La convention signée en 2003 comprend en effet un titre consacré aux « autres formes de coopération », parmi lesquelles figurent la formation professionnelle, l'enseignement supérieur et la formation des personnels enseignants. Il s'agit d'abord de diversifier les filières professionnelles, dans le système éducatif français présent dans la Principauté, mais aussi sous une forme franco-andorrane. L'accès à l'enseignement supérieur dispensé en France sera facilité pour les étudiants andorrans, la reconnaissance mutuelle des baccalauréats étant déjà effective depuis 1997. Enfin, des actions de coopération seront conduites en matière de formation initiale et continue des personnels enseignants, lesquelles pourront notamment consister en échanges de personnels.

Ces nouvelles stipulations complètent utilement celles prises en 1993 en permettant aux lycéens andorrans de poursuivre leurs études supérieures dans le système éducatif français, ce qui est un élément très important pour le maintien de liens privilégiés entre la France et Andorre, au-delà du relâchement des liens institutionnels et dans un contexte de très forte influence espagnole sur la Principauté, du fait des relations économiques et d'un accès plus facile.

Le Président Edouard Balladur a souhaité connaître dans quelle langue l'enseignement était dispensé dans les écoles espagnoles et s'est plus largement interrogé sur l'enseignement du catalan en Catalogne même.

M. Henri Sicre, Rapporteur, a indiqué que, dans les écoles dépendant du ministère de l'Education espagnol, la principale langue d'enseignement était le castillan, même si des leçons de catalan y était dispensées. Certains établissements privés, originaires de Catalogne, assurent une scolarité en catalan.
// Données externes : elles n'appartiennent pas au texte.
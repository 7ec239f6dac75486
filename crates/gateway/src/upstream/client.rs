//! HTTPS client for the lens backend's list endpoint.

use std::{sync::Arc, time::Duration};

use axum::body::Body;
use hyper::{header, Request, Uri};
use hyper_rustls::HttpsConnector;
use hyper_util::{
    client::legacy::{connect::HttpConnector, Client},
    rt::TokioExecutor,
};
use tracing::{debug, instrument};

use super::{FetchFuture, LensSource, UpstreamError, LIST_PATH};
use crate::lens::{parse_list, RawLens};

/// Largest list body accepted from the backend.
pub const MAX_BODY_BYTES: usize = 16 * 1024 * 1024;

/// [`LensSource`] that `GET`s `{base_url}/api/dashboard/getAllData`.
///
/// TLS uses rustls with the webpki root set; plain `http://` is accepted for
/// local backends.
#[derive(Clone)]
pub struct HttpUpstream {
    client: Client<HttpsConnector<HttpConnector>, Body>,
    list_uri: Uri,
    timeout: Duration,
}

impl std::fmt::Debug for HttpUpstream {
    fn fmt(&self, f: &mut std::fmt::Formatter<'_>) -> std::fmt::Result {
        f.debug_struct("HttpUpstream")
            .field("list_uri", &self.list_uri)
            .field("timeout", &self.timeout)
            .finish()
    }
}

impl HttpUpstream {
    /// Build a client for `base_url` with a whole-request `timeout`.
    ///
    /// # Errors
    ///
    /// Returns [`UpstreamError::InvalidUrl`] if `base_url` does not form a
    /// valid URI, or [`UpstreamError::Tls`] if the connector cannot be built.
    pub fn new(base_url: &str, timeout: Duration) -> Result<Self, UpstreamError> {
        let list_uri = list_uri(base_url)?;

        let provider = Arc::new(rustls::crypto::ring::default_provider());
        let https = hyper_rustls::HttpsConnectorBuilder::new()
            .with_provider_and_webpki_roots(provider)
            .map_err(|e| UpstreamError::Tls(e.to_string()))?
            .https_or_http()
            .enable_http1()
            .build();
        let client = Client::builder(TokioExecutor::new()).build(https);

        Ok(Self {
            client,
            list_uri,
            timeout,
        })
    }

    /// The fully-resolved list endpoint.
    pub fn list_uri(&self) -> &Uri {
        &self.list_uri
    }

    #[instrument(skip(self), fields(uri = %self.list_uri))]
    async fn get_list(&self) -> Result<Vec<RawLens>, UpstreamError> {
        tokio::time::timeout(self.timeout, self.send())
            .await
            .map_err(|_| UpstreamError::Timeout(self.timeout))?
    }

    async fn send(&self) -> Result<Vec<RawLens>, UpstreamError> {
        let req = Request::get(self.list_uri.clone())
            .header(header::ACCEPT, "application/json")
            .body(Body::empty())
            .map_err(|e| UpstreamError::Transport(e.to_string()))?;

        let resp = self
            .client
            .request(req)
            .await
            .map_err(|e| UpstreamError::Transport(e.to_string()))?;

        let status = resp.status();
        if !status.is_success() {
            return Err(UpstreamError::Status(status.as_u16()));
        }

        let body = axum::body::to_bytes(Body::new(resp.into_body()), MAX_BODY_BYTES)
            .await
            .map_err(|e| UpstreamError::Transport(e.to_string()))?;
        debug!(bytes = body.len(), "lens list received");

        let payload: serde_json::Value =
            serde_json::from_slice(&body).map_err(|e| UpstreamError::Format(e.to_string()))?;
        parse_list(payload).map_err(|e| UpstreamError::Format(e.to_string()))
    }
}

impl LensSource for HttpUpstream {
    fn fetch_all(&self) -> FetchFuture<'_> {
        Box::pin(self.get_list())
    }
}

fn list_uri(base_url: &str) -> Result<Uri, UpstreamError> {
    let base = base_url.trim().trim_end_matches('/');
    let uri: Uri = format!("{base}{LIST_PATH}")
        .parse()
        .map_err(|e: hyper::http::uri::InvalidUri| UpstreamError::InvalidUrl(e.to_string()))?;
    match uri.scheme_str() {
        Some("http" | "https") if uri.host().is_some() => Ok(uri),
        _ => Err(UpstreamError::InvalidUrl(format!(
            "{base_url} must be an absolute http(s) url"
        ))),
    }
}
//! Search and pagination over decoded lenses.
//!
//! Mirrors the dashboard list view: a case-insensitive substring search over
//! the name, both model selectors and the three prompts, followed by fixed-size
//! pages (or a single "All" page).

use std::str::FromStr;

use serde::{Deserialize, Serialize};
use thiserror::Error;

use super::Lens;

/// Errors from query parameter parsing.
#[derive(Debug, Error, PartialEq, Eq)]
pub enum QueryError {
    /// `perPage` is neither `All` nor a positive integer.
    #[error("invalid page size `{0}`: expected `All` or a positive integer")]
    InvalidPageSize(String),
}

/// Number of lenses per page.
#[derive(Debug, Clone, Copy, PartialEq, Eq, Default)]
pub enum PageSize {
    /// Everything on a single page.
    #[default]
    All,
    /// At most this many lenses per page; always >= 1.
    Count(usize),
}

impl FromStr for PageSize {
    type Err = QueryError;

    fn from_str(s: &str) -> Result<Self, Self::Err> {
        let s = s.trim();
        if s.eq_ignore_ascii_case("all") {
            return Ok(PageSize::All);
        }
        match s.parse::<usize>() {
            Ok(n) if n > 0 => Ok(PageSize::Count(n)),
            _ => Err(QueryError::InvalidPageSize(s.to_owned())),
        }
    }
}

/// Raw query string of `GET /lenses`.
#[derive(Debug, Clone, Default, Deserialize)]
#[serde(rename_all = "camelCase")]
pub struct ListParams {
    pub search: Option<String>,
    pub per_page: Option<String>,
    pub page: Option<usize>,
}

/// Validated list query.
#[derive(Debug, Clone, PartialEq, Eq, Default)]
pub struct LensQuery {
    /// Lower-cased search needle; `None` matches everything.
    search: Option<String>,
    per_page: PageSize,
    /// 1-based page number; never 0.
    page: usize,
}

impl TryFrom<ListParams> for LensQuery {
    type Error = QueryError;

    fn try_from(params: ListParams) -> Result<Self, Self::Error> {
        let per_page = match params.per_page.as_deref() {
            Some(s) => s.parse()?,
            None => PageSize::All,
        };
        Ok(Self::new(params.search.as_deref(), per_page, params.page.unwrap_or(1)))
    }
}

/// One page of query results.
#[derive(Debug, Clone, PartialEq, Serialize, Deserialize)]
#[serde(rename_all = "camelCase")]
pub struct LensPage {
    pub items: Vec<Lens>,
    /// Number of lenses matching the search, across all pages.
    pub total: usize,
    pub page: usize,
    pub total_pages: usize,
}

impl LensQuery {
    /// Build a query; an empty `search` matches everything and page 0 means page 1.
    pub fn new(search: Option<&str>, per_page: PageSize, page: usize) -> Self {
        let search = search
            .map(str::trim)
            .filter(|s| !s.is_empty())
            .map(str::to_lowercase);
        Self {
            search,
            per_page,
            page: page.max(1),
        }
    }

    pub fn per_page(&self) -> PageSize {
        self.per_page
    }

    /// 1-based page number.
    pub fn page(&self) -> usize {
        self.page
    }

    /// `true` if `lens` matches the search needle.
    pub fn matches(&self, lens: &Lens) -> bool {
        let Some(needle) = &self.search else {
            return true;
        };
        [
            &lens.name,
            &lens.image_to_text_model,
            &lens.text_to_image_model,
            &lens.prompt,
            &lens.style_prompt,
            &lens.negative_prompt,
        ]
        .iter()
        .any(|field| field.to_lowercase().contains(needle.as_str()))
    }

    /// Filter then paginate `lenses`.
    pub fn apply(&self, lenses: Vec<Lens>) -> LensPage {
        let matched: Vec<Lens> = lenses.into_iter().filter(|l| self.matches(l)).collect();
        let total = matched.len();

        match self.per_page {
            PageSize::All => LensPage {
                items: matched,
                total,
                page: 1,
                total_pages: 1,
            },
            PageSize::Count(n) => {
                let page = self.page.max(1);
                let total_pages = total.div_ceil(n);
                let items = matched
                    .into_iter()
                    .skip((page - 1).saturating_mul(n))
                    .take(n)
                    .collect();
                LensPage {
                    items,
                    total,
                    page,
                    total_pages,
                }
            }
        }
    }
}
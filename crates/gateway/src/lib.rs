//! `lens-gateway`: serves the lens list with envelope-encrypted fields opened.
//!
//! The [`crypto`] module holds the single field decryption contract; the rest
//! of the crate fetches lens records ([`upstream`]), decodes them ([`lens`]),
//! and exposes them over HTTP ([`server`]).

pub mod config;
pub mod crypto;
pub mod lens;
pub mod server;
pub mod telemetry;
pub mod upstream;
Depuis le début des années 1980, la pratique du catalan s'est considérablement développée en Catalogne, y compris dans la bourgeoisie. L'Autonomie étant dynamique, elle attire un grand nombre de travailleurs venant d'autres région d'Espagne, qui ne parle pas le catalan, si bien que la pratique du castillan tend à reprendre du terrain. L'Espagne a néanmoins demandé officiellement que le catalan soit reconnu comme langue de travail dans l'Union européenne. Deuxième langue la plus parlée au monde, le castillan est pour sa part, de plus en plus, un vecteur de communications au niveau international.

Conformément aux conclusions du Rapporteur, la Commission a adopté le projet de loi (n° 2180).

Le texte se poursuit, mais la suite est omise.